The coup de grace, of course, will be when all private industry and behavior is brought with in the realm of the EPA’s regulation authority (my emphasis):

As Interior Secretary Dirk Kempthorne noted, the 1973 Endangered Species Act is “perhaps the least flexible law Congress has ever enacted.” In 2005, green litigants took advantage of this rigidity, suing the government to force it to label the polar bear at risk for extinction. Since the 1980s, the sea ice that the bears use to hunt and breed has been receding. Although the population has increased from a low of 12,000 in the 1960s to roughly 25,000 today – perhaps a record high – computer projections anticipate that Arctic pack ice will continue to melt over the next half-century. This could, maybe, someday, lead to population declines.

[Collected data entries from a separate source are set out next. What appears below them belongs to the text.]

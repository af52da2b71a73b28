//! Binary encoding helpers shared by the signer and the transaction parser.

use ripemd::Ripemd160;
use sha2::{Digest, Sha256};

use crate::blockchain::types::CodecError;

/// Encode `n` as a compact-size varint.
pub fn encode_varint(n: u64) -> Vec<u8> {
    if n < 253 {
        vec![n as u8]
    } else if n < 0x1_0000 {
        let mut buf = Vec::with_capacity(3);
        buf.push(253);
        buf.extend_from_slice(&(n as u16).to_le_bytes());
        buf
    } else if n < 0x1_0000_0000 {
        let mut buf = Vec::with_capacity(5);
        buf.push(254);
        buf.extend_from_slice(&(n as u32).to_le_bytes());
        buf
    } else {
        let mut buf = Vec::with_capacity(9);
        buf.push(255);
        buf.extend_from_slice(&n.to_le_bytes());
        buf
    }
}

/// Decode a varint from the front of `bytes`.
///
/// Returns the value and the number of bytes consumed.
pub fn decode_varint(bytes: &[u8]) -> Result<(u64, usize), CodecError> {
    let marker = *bytes
        .first()
        .ok_or(CodecError::Truncated { offset: 0, needed: 1 })?;

    let width = match marker {
        253 => 2,
        254 => 4,
        255 => 8,
        n => return Ok((n as u64, 1)),
    };

    let body = bytes
        .get(1..1 + width)
        .ok_or(CodecError::Truncated { offset: 1, needed: width })?;
    let mut le = [0u8; 8];
    le[..width].copy_from_slice(body);
    Ok((u64::from_le_bytes(le), 1 + width))
}

/// SHA-256 applied twice.
pub fn double_hash(bytes: &[u8]) -> [u8; 32] {
    let first = Sha256::digest(bytes);
    let second = Sha256::digest(first);
    second.into()
}

/// RIPEMD-160 of SHA-256.
pub fn hash160(bytes: &[u8]) -> [u8; 20] {
    let sha = Sha256::digest(bytes);
    Ripemd160::digest(sha).into()
}

/// Hex of `bytes` in reverse order, the canonical display form of ids.
pub fn reversed_hex(bytes: &[u8]) -> String {
    let mut reversed = bytes.to_vec();
    reversed.reverse();
    hex::encode(reversed)
}

/// Decode a hex string, mapping failures into [`CodecError`].
pub fn decode_hex(text: &str) -> Result<Vec<u8>, CodecError> {
    hex::decode(text).map_err(|e| CodecError::Hex(e.to_string()))
}

/// Base58check P2SH address for a redeem script.
pub fn script_hash_address(redeem_script: &[u8], version: [u8; 2]) -> String {
    let mut payload = Vec::with_capacity(22);
    payload.extend_from_slice(&version);
    payload.extend_from_slice(&hash160(redeem_script));
    bs58::encode(payload).with_check().into_string()
}

#[cfg(test)]
mod tests {
    use super::*;

    #[test]
    fn test_varint_boundaries() {
        for n in [0u64, 1, 252, 253, 255, 65_535, 65_536, u32::MAX as u64] {
            let encoded = encode_varint(n);
            let (decoded, used) = decode_varint(&encoded).unwrap();
            assert_eq!(decoded, n, "value {}", n);
            assert_eq!(used, encoded.len());
        }
    }

    #[test]
    fn test_varint_widths() {
        assert_eq!(encode_varint(252), vec![252]);
        assert_eq!(encode_varint(253), vec![253, 253, 0]);
        assert_eq!(encode_varint(65_536), vec![254, 0, 0, 1, 0]);
        assert_eq!(
            encode_varint(0x1_0000_0001),
            vec![255, 1, 0, 0, 0, 1, 0, 0, 0]
        );
    }

    #[test]
    fn test_varint_large_values() {
        let n = (1u64 << 53) - 1;
        let (decoded, used) = decode_varint(&encode_varint(n)).unwrap();
        assert_eq!(decoded, n);
        assert_eq!(used, 9);
    }

    #[test]
    fn test_varint_truncated() {
        assert!(decode_varint(&[]).is_err());
        assert_eq!(
            decode_varint(&[254, 1, 2]),
            Err(CodecError::Truncated { offset: 1, needed: 4 })
        );
    }

    #[test]
    fn test_double_hash_empty() {
        assert_eq!(
            hex::encode(double_hash(b"")),
            "5df6e0e2761359d30a8275058e299fcc0381534545f55cf43e41983f5d4c9456"
        );
    }

    #[test]
    fn test_reversed_hex() {
        assert_eq!(reversed_hex(&[0x01, 0x02, 0xff]), "ff0201");
    }
}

The lawsuits were hardly motivated by concern for polar bear welfare. Instead, environmentalists asserted that the ice is thinning because of human-induced global warming. A formal endangered listing is one more arrow in their legal quiver as they try to run U.S. climate policy through the judiciary.

They’ll argue that emissions from power plants, refineries, automobiles – anything that produces carbon – would contribute to warming, thus contributing to habitat destruction, and thus should be restricted by the Endangered Species Act. This logic could be used to rewrite existing environmental policy to accommodate greenhouse gasses, purposes for which they were never intended but with economy-wide repercussions.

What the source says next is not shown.